◆ WORK REQUEST ◆
Looking at the records below, please work out how many lines contain the word "symbol" and give the number alone.

◆ MATERIALS PROVIDED ◆
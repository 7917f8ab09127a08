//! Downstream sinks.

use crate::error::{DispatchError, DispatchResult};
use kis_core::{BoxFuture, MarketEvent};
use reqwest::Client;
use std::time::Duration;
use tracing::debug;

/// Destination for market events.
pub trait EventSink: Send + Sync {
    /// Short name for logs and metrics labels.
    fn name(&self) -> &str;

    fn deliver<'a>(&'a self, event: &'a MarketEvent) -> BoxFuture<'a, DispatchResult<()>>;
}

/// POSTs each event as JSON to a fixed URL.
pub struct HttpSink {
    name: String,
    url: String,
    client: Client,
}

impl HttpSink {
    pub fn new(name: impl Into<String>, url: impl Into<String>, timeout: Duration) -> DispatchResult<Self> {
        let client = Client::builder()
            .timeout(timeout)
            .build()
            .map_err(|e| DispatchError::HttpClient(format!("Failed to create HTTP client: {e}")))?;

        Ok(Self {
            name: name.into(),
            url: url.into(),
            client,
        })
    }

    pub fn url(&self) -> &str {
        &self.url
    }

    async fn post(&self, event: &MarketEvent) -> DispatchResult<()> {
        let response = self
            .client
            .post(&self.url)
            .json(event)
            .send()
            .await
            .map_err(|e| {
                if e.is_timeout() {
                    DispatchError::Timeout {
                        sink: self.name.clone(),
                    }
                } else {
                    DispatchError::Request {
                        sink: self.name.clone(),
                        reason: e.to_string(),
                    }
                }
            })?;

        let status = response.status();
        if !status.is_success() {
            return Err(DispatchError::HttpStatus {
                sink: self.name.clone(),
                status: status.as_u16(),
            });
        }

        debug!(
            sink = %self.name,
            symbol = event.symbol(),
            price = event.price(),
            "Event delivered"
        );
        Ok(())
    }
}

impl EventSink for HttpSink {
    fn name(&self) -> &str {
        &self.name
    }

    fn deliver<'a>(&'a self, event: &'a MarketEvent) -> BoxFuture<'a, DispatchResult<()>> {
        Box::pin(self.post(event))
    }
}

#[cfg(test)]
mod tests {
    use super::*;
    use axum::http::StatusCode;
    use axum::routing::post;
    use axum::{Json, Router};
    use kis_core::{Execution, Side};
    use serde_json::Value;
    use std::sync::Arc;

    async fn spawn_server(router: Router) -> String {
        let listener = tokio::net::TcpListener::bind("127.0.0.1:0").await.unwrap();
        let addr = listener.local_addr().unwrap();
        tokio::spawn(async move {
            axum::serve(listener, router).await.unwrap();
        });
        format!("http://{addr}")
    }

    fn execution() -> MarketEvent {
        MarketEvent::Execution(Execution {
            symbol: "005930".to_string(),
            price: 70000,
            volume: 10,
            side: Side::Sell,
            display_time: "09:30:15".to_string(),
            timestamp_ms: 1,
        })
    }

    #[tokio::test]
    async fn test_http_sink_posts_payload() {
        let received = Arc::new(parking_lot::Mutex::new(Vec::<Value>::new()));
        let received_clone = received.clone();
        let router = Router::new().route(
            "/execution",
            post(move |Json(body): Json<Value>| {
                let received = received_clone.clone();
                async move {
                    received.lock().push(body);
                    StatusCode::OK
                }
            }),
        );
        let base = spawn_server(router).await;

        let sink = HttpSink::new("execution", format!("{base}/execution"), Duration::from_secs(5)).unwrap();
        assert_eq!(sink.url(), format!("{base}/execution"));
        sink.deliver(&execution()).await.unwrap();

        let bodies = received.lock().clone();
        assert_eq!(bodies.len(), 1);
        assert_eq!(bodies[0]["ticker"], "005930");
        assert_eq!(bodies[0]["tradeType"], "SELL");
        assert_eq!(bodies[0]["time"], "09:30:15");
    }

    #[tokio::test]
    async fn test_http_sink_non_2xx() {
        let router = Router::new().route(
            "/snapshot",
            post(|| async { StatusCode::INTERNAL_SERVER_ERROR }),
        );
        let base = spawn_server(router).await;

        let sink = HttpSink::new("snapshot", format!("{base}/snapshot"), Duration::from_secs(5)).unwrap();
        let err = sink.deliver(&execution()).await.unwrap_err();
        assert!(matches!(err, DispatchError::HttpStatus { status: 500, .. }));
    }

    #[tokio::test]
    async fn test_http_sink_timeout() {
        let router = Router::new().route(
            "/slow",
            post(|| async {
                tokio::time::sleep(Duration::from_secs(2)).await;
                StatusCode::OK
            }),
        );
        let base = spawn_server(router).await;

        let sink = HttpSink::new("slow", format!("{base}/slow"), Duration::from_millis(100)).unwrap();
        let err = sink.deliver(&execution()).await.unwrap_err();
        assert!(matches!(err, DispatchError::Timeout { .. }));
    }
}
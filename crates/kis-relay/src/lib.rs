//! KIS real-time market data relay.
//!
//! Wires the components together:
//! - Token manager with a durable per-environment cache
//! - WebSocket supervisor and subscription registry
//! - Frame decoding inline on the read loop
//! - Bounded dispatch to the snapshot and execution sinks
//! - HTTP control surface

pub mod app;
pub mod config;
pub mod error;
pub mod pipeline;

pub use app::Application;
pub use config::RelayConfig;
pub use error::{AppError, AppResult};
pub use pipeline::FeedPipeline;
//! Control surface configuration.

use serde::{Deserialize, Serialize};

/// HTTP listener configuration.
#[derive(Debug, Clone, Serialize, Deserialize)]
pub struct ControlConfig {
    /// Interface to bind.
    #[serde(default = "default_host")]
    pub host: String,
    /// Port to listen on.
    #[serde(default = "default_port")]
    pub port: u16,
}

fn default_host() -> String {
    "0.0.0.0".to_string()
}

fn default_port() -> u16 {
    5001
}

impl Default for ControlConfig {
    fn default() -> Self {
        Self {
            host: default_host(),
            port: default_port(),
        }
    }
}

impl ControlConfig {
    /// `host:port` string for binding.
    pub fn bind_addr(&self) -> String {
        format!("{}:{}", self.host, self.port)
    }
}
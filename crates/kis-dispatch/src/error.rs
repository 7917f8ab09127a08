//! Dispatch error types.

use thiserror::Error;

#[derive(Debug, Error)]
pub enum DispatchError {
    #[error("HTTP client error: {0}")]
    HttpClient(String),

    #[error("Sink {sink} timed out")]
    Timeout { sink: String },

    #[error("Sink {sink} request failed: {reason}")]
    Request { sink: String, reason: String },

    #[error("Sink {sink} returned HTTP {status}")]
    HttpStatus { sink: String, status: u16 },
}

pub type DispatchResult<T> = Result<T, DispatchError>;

◆ RESULT FOR THIS EXERCISE ◆
2